Task requirements: Which lines in the records below include the word "impl"? Report each of them in full.

Exercise materials:
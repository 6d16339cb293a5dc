//! Configuration errors.
//!
//! Light transport itself never fails; only settings coming from outside the
//! core are validated.

use thiserror::Error;

/// Errors that can occur while loading or validating render settings.
#[derive(Error, Debug)]
pub enum ConfigError {
    #[error("IO error: {0}")]
    Io(#[from] std::io::Error),

    #[error("Settings parse error: {0}")]
    Json(#[from] serde_json::Error),

    #[error("Image resolution must be non-zero, got {width}x{height}")]
    ZeroResolution { width: u32, height: u32 },

    #[error("Samples per pixel must be at least 1")]
    ZeroSamples,

    #[error("The {0} photon map stores photons but gathers zero neighbors")]
    ZeroNeighbors(&'static str),

    #[error("Emission cutoff must be in (0, 1], got {0}")]
    InvalidCutoff(f32),

    #[error("Photon maps are configured but the shot limit is zero")]
    ZeroShots,

    #[error("Cone filter constant must be at least 1, got {0}")]
    InvalidConeFilter(f32),

    #[error("Aperture must be non-negative with a positive focus distance, got aperture {0}")]
    InvalidAperture(f32),
}

/// Result type for configuration operations.
pub type ConfigResult<T> = Result<T, ConfigError>;
//! Intersectable primitives.
//!
//! Every primitive answers the same question: the nearest hit along a ray at a
//! distance greater than [`EPSILON`](crate::EPSILON), or `None`. Primitives
//! are immutable after construction and borrow their materials into each
//! [`Hit`].

mod grid;
mod mesh;
mod plane;
mod sphere;
mod triangle;

pub use grid::MaterialGrid;
pub use mesh::Mesh;
pub use plane::{Plane, UvPlane};
pub use sphere::Sphere;
pub use triangle::Triangle;

use crate::{Hit, Ray};
use lux_math::Aabb;

/// Closed set of scene primitives.
#[derive(Debug, Clone)]
pub enum Primitive {
    Plane(Plane),
    UvPlane(UvPlane),
    Sphere(Sphere),
    Triangle(Triangle),
}

impl Primitive {
    /// Nearest intersection in front of the ray origin.
    pub fn intersect(&self, ray: &Ray) -> Option<Hit<'_>> {
        match self {
            Primitive::Plane(p) => p.intersect(ray),
            Primitive::UvPlane(p) => p.intersect(ray),
            Primitive::Sphere(s) => s.intersect(ray),
            Primitive::Triangle(t) => t.intersect(ray),
        }
    }

    /// Bounding box, or `None` for unbounded primitives.
    pub fn bounds(&self) -> Option<Aabb> {
        match self {
            Primitive::Plane(_) => None,
            Primitive::UvPlane(p) => p.bounds(),
            Primitive::Sphere(s) => Some(s.bounds()),
            Primitive::Triangle(t) => Some(t.bounds()),
        }
    }

    /// Brightest emission channel over every material this primitive binds.
    pub fn max_emission(&self) -> f32 {
        match self {
            Primitive::Plane(p) => p.material().emission().max_element(),
            Primitive::UvPlane(p) => p.surface().max_emission(),
            Primitive::Sphere(s) => s.surface().max_emission(),
            Primitive::Triangle(t) => t.surface().max_emission(),
        }
    }
}

impl From<Plane> for Primitive {
    fn from(p: Plane) -> Self {
        Primitive::Plane(p)
    }
}

impl From<UvPlane> for Primitive {
    fn from(p: UvPlane) -> Self {
        Primitive::UvPlane(p)
    }
}

impl From<Sphere> for Primitive {
    fn from(s: Sphere) -> Self {
        Primitive::Sphere(s)
    }
}

impl From<Triangle> for Primitive {
    fn from(t: Triangle) -> Self {
        Primitive::Triangle(t)
    }
}
//! Materials: discrete distributions over interaction events.

use crate::sampling::gen_f32;
use crate::{Event, Hit, Ray};
use lux_math::Vec3;
use rand::RngCore;
use std::sync::Arc;

/// Color type alias (linear RGB)
pub type Color = Vec3;

/// An event as listed by one material, with the selection probability that
/// material assigned to it.
#[derive(Debug, Clone)]
pub struct EventEntry {
    event: Arc<Event>,
    probability: f32,
    cumulative: f32,
}

impl EventEntry {
    #[inline]
    pub fn event(&self) -> &Event {
        &self.event
    }

    /// Probability of this entry being selected.
    #[inline]
    pub fn probability(&self) -> f32 {
        self.probability
    }

    /// Running sum of probabilities up to and including this entry.
    #[inline]
    pub fn cumulative(&self) -> f32 {
        self.cumulative
    }

    #[inline]
    pub fn is_delta(&self) -> bool {
        self.event.is_delta()
    }

    pub fn sample_next_ray(&self, ray: &Ray, hit: &Hit, rng: &mut dyn RngCore) -> Option<Ray> {
        self.event.sample_next_ray(ray, hit, rng)
    }

    pub fn apply_monte_carlo(&self, radiance: Color, hit: &Hit, wi: Vec3, wo: Vec3) -> Color {
        self.event
            .apply_monte_carlo(self.probability, radiance, hit, wi, wo)
    }

    pub fn apply_next_event(&self, irradiance: Color, hit: &Hit, wi: Vec3, wo: Vec3) -> Color {
        self.event.apply_next_event(irradiance, hit, wi, wo)
    }
}

/// A surface material.
///
/// Non-emissive materials hold an ordered event table whose cumulative
/// probabilities never exceed 1; the remaining mass is absorption. Lights
/// carry a fixed emission and no events.
#[derive(Debug, Clone, Default)]
pub struct Material {
    entries: Vec<EventEntry>,
    emission: Option<Color>,
}

impl Material {
    /// Create a material with no events (absorbs everything).
    pub fn new() -> Self {
        Self::default()
    }

    /// Create an emissive material.
    pub fn light(emission: Color) -> Self {
        Self {
            entries: Vec::new(),
            emission: Some(emission),
        }
    }

    /// Builder form of [`Material::add`].
    pub fn with_event(mut self, event: Arc<Event>) -> Self {
        self.add(event);
        self
    }

    /// Append an event with its own probability.
    ///
    /// If the total probability would exceed 1, every entry is rescaled
    /// proportionally so the table still sums to 1.
    pub fn add(&mut self, event: Arc<Event>) {
        if self.is_light() {
            log::warn!("ignoring event added to an emissive material");
            return;
        }

        let probability = event.probability();
        let cumulative = self.total_probability() + probability;
        self.entries.push(EventEntry {
            event,
            probability,
            cumulative,
        });

        if cumulative > 1.0 {
            log::warn!(
                "material event probabilities sum to {cumulative:.4}; rescaling {} events",
                self.entries.len()
            );
            let scale = 1.0 / cumulative;
            let mut running = 0.0;
            for entry in &mut self.entries {
                entry.probability *= scale;
                running += entry.probability;
                entry.cumulative = running.min(1.0);
            }
        }
    }

    /// Sum of all event probabilities (the non-absorbing mass).
    pub fn total_probability(&self) -> f32 {
        self.entries.last().map_or(0.0, |e| e.cumulative)
    }

    pub fn entries(&self) -> &[EventEntry] {
        &self.entries
    }

    #[inline]
    pub fn is_light(&self) -> bool {
        self.emission.is_some()
    }

    /// Emitted radiance; black for non-emissive materials.
    #[inline]
    pub fn emission(&self) -> Color {
        self.emission.unwrap_or(Color::ZERO)
    }

    /// True when at least one event can be evaluated for direct light or
    /// photon density (i.e. is not a delta event).
    pub fn has_non_delta(&self) -> bool {
        self.entries.iter().any(|e| !e.is_delta())
    }

    /// Russian-roulette choice of one event, `None` meaning absorption.
    pub fn select_event(&self, rng: &mut dyn RngCore) -> Option<&EventEntry> {
        if self.entries.is_empty() {
            return None;
        }
        let u = gen_f32(rng);
        self.entries.iter().find(|e| e.cumulative > u)
    }

    /// Deterministic next-event evaluation over every non-delta event.
    ///
    /// Each term is weighted by its selection probability and divided by it
    /// again, so the sum matches the expectation of the one-event estimator.
    pub fn evaluate(&self, irradiance: Color, hit: &Hit, wi: Vec3, wo: Vec3) -> Color {
        self.entries
            .iter()
            .filter(|e| !e.is_delta())
            .map(|e| e.probability * (e.apply_next_event(irradiance, hit, wi, wo) / e.probability))
            .fold(Color::ZERO, |acc, c| acc + c)
    }
}
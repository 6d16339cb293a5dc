//! UV-addressed material tables.

use crate::Material;
use lux_math::Vec2;
use std::sync::Arc;

/// Material lookup over a surface parameterization.
///
/// `Cells` divides the unit UV square into a `width x height` table; UVs
/// outside the unit square tile. A `None` cell is a hole: the surface does
/// not exist there and rays pass through.
#[derive(Debug, Clone)]
pub enum MaterialGrid {
    Uniform(Arc<Material>),
    Cells {
        width: usize,
        height: usize,
        cells: Vec<Option<Arc<Material>>>,
    },
}

impl MaterialGrid {
    pub fn uniform(material: Arc<Material>) -> Self {
        MaterialGrid::Uniform(material)
    }

    /// Build a cell table stored row-major, `v` selecting the row.
    ///
    /// A table with the wrong number of cells is padded with holes (or
    /// truncated) to `width * height`.
    pub fn cells(width: usize, height: usize, mut cells: Vec<Option<Arc<Material>>>) -> Self {
        let width = width.max(1);
        let height = height.max(1);
        if cells.len() != width * height {
            log::warn!(
                "material grid expects {} cells, got {}",
                width * height,
                cells.len()
            );
            cells.resize(width * height, None);
        }
        MaterialGrid::Cells {
            width,
            height,
            cells,
        }
    }

    /// A `width x height` checkerboard alternating two materials.
    pub fn checker(width: usize, height: usize, a: Arc<Material>, b: Arc<Material>) -> Self {
        let cells = (0..width * height)
            .map(|i| {
                if (i % width + i / width) % 2 == 0 {
                    Some(a.clone())
                } else {
                    Some(b.clone())
                }
            })
            .collect();
        Self::cells(width, height, cells)
    }

    /// Material at `uv`, or `None` for a hole.
    pub fn lookup(&self, uv: Vec2) -> Option<&Material> {
        match self {
            MaterialGrid::Uniform(m) => Some(m),
            MaterialGrid::Cells {
                width,
                height,
                cells,
            } => {
                let col = cell_index(uv.x, *width);
                let row = cell_index(uv.y, *height);
                cells[row * *width + col].as_deref()
            }
        }
    }

    pub fn max_emission(&self) -> f32 {
        match self {
            MaterialGrid::Uniform(m) => m.emission().max_element(),
            MaterialGrid::Cells { cells, .. } => cells
                .iter()
                .flatten()
                .map(|m| m.emission().max_element())
                .fold(0.0, f32::max),
        }
    }
}

fn cell_index(t: f32, n: usize) -> usize {
    let t = t.rem_euclid(1.0);
    ((t * n as f32) as usize).min(n - 1)
}

impl From<Arc<Material>> for MaterialGrid {
    fn from(material: Arc<Material>) -> Self {
        MaterialGrid::Uniform(material)
    }
}
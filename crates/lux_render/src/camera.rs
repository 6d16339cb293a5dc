//! Pinhole and thin-lens camera.

use crate::sampling::{random_in_unit_disk, sample_square};
use crate::{Medium, Ray, RenderSettings};
use lux_math::Vec3;
use rand::RngCore;
use std::sync::Arc;

/// Camera for generating rays into the scene.
///
/// Every builder method recomputes the cached viewport, so a camera is
/// always ready to generate rays.
#[derive(Debug, Clone)]
pub struct Camera {
    image_width: u32,
    image_height: u32,

    // Camera positioning
    look_from: Vec3,
    look_at: Vec3,
    vup: Vec3,

    // Lens settings
    vfov: f32,       // Vertical field of view in degrees
    aperture: f32,   // Lens radius, 0 for a pinhole
    focus_dist: f32, // Distance from camera to plane of perfect focus

    // Cached viewport
    pixel00_loc: Vec3,
    pixel_delta_u: Vec3,
    pixel_delta_v: Vec3,
    u: Vec3,
    v: Vec3,
    w: Vec3,
}

impl Camera {
    /// Create a new camera with default settings.
    pub fn new() -> Self {
        let mut camera = Self {
            image_width: 800,
            image_height: 450,
            look_from: Vec3::ZERO,
            look_at: Vec3::new(0.0, 0.0, -1.0),
            vup: Vec3::Y,
            vfov: 90.0,
            aperture: 0.0,
            focus_dist: 1.0,
            pixel00_loc: Vec3::ZERO,
            pixel_delta_u: Vec3::ZERO,
            pixel_delta_v: Vec3::ZERO,
            u: Vec3::X,
            v: Vec3::Y,
            w: Vec3::Z,
        };
        camera.update_viewport();
        camera
    }

    /// Camera with resolution and lens taken from render settings.
    pub fn from_settings(settings: &RenderSettings) -> Self {
        Self::new()
            .with_resolution(settings.width, settings.height)
            .with_aperture(settings.aperture, settings.focus_distance)
    }

    /// Set image resolution.
    pub fn with_resolution(mut self, width: u32, height: u32) -> Self {
        self.image_width = width.max(1);
        self.image_height = height.max(1);
        self.update_viewport();
        self
    }

    /// Set camera position.
    pub fn with_position(mut self, look_from: Vec3, look_at: Vec3, vup: Vec3) -> Self {
        self.look_from = look_from;
        self.look_at = look_at;
        self.vup = vup;
        self.update_viewport();
        self
    }

    /// Set lens settings.
    pub fn with_lens(mut self, vfov: f32, aperture: f32, focus_dist: f32) -> Self {
        self.vfov = vfov;
        self.with_aperture(aperture, focus_dist)
    }

    /// Set the thin-lens radius and focus distance.
    pub fn with_aperture(mut self, aperture: f32, focus_dist: f32) -> Self {
        self.aperture = aperture.max(0.0);
        self.focus_dist = focus_dist.max(1e-3);
        self.update_viewport();
        self
    }

    pub fn resolution(&self) -> (u32, u32) {
        (self.image_width, self.image_height)
    }

    pub fn position(&self) -> Vec3 {
        self.look_from
    }

    fn update_viewport(&mut self) {
        // Calculate viewport dimensions
        let theta = self.vfov.to_radians();
        let h = (theta / 2.0).tan();
        let viewport_height = 2.0 * h * self.focus_dist;
        let viewport_width = viewport_height * (self.image_width as f32 / self.image_height as f32);

        // Calculate camera basis vectors
        self.w = (self.look_from - self.look_at).normalize();
        self.u = self.vup.cross(self.w).normalize();
        self.v = self.w.cross(self.u);

        let viewport_u = viewport_width * self.u;
        let viewport_v = -viewport_height * self.v;

        self.pixel_delta_u = viewport_u / self.image_width as f32;
        self.pixel_delta_v = viewport_v / self.image_height as f32;

        let viewport_upper_left =
            self.look_from - self.focus_dist * self.w - viewport_u / 2.0 - viewport_v / 2.0;
        self.pixel00_loc = viewport_upper_left + 0.5 * (self.pixel_delta_u + self.pixel_delta_v);
    }

    /// Generate a jittered ray through pixel (i, j) starting in `medium`.
    pub fn get_ray(&self, i: u32, j: u32, medium: &Arc<Medium>, rng: &mut dyn RngCore) -> Ray {
        let offset = sample_square(rng);

        let pixel_sample = self.pixel00_loc
            + ((i as f32) + offset.x) * self.pixel_delta_u
            + ((j as f32) + offset.y) * self.pixel_delta_v;

        let ray_origin = if self.aperture <= 0.0 {
            self.look_from
        } else {
            let p = random_in_unit_disk(rng) * self.aperture;
            self.look_from + p.x * self.u + p.y * self.v
        };

        Ray::new(ray_origin, pixel_sample - ray_origin, medium.clone())
    }
}

impl Default for Camera {
    fn default() -> Self {
        Self::new()
    }
}

#[cfg(test)]
mod tests {
    use super::*;
    use rand::rngs::StdRng;
    use rand::SeedableRng;

    fn vacuum() -> Arc<Medium> {
        Arc::new(Medium::vacuum())
    }

    #[test]
    fn test_camera_basis() {
        let camera = Camera::new()
            .with_resolution(800, 600)
            .with_position(Vec3::ZERO, Vec3::new(0.0, 0.0, -1.0), Vec3::Y)
            .with_lens(90.0, 0.0, 1.0);

        assert_eq!(camera.position(), Vec3::ZERO);
        assert!((camera.w - Vec3::Z).length() < 0.001);
        assert_eq!(camera.resolution(), (800, 600));
    }

    #[test]
    fn test_camera_ray_direction() {
        let camera = Camera::new()
            .with_resolution(100, 100)
            .with_position(Vec3::ZERO, Vec3::new(0.0, 0.0, -1.0), Vec3::Y);
        let mut rng = StdRng::seed_from_u64(42);

        // Center ray should point roughly towards -Z
        let ray = camera.get_ray(50, 50, &vacuum(), &mut rng);
        assert!(ray.direction().z < -0.99);

        // Top-left pixel looks up and left
        let corner = camera.get_ray(0, 0, &vacuum(), &mut rng);
        assert!(corner.direction().x < 0.0 && corner.direction().y > 0.0);
    }

    #[test]
    fn test_thin_lens_rays_converge_on_focus_plane() {
        let camera = Camera::new()
            .with_resolution(64, 64)
            .with_position(Vec3::ZERO, Vec3::new(0.0, 0.0, -1.0), Vec3::Y)
            .with_lens(40.0, 0.2, 5.0);
        let mut rng = StdRng::seed_from_u64(5);

        let mut origins_differ = false;
        for _ in 0..32 {
            let ray = camera.get_ray(32, 32, &vacuum(), &mut rng);
            assert!(ray.origin().length() <= 0.2 + 1e-5);
            origins_differ |= ray.origin().length() > 1e-3;
            // every ray passes within a pixel of the focus point
            let t = (-5.0 - ray.origin().z) / ray.direction().z;
            let p = ray.at(t);
            assert!(p.x.abs() < 0.2 && p.y.abs() < 0.2);
        }
        assert!(origins_differ);
    }

    #[test]
    fn test_rays_start_in_given_medium() {
        let glass = Arc::new(Medium::new(1.5));
        let ray = Camera::new().get_ray(0, 0, &glass, &mut StdRng::seed_from_u64(0));
        assert!(Arc::ptr_eq(ray.medium(), &glass));
    }
}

Response to the exercise:
impl Primitive {
impl From<Plane> for Primitive {
impl From<UvPlane> for Primitive {
impl From<Sphere> for Primitive {
impl From<Triangle> for Primitive {
impl EventEntry {
impl Material {
impl MaterialGrid {
impl From<Arc<Material>> for MaterialGrid {
impl Camera {
impl Default for Camera {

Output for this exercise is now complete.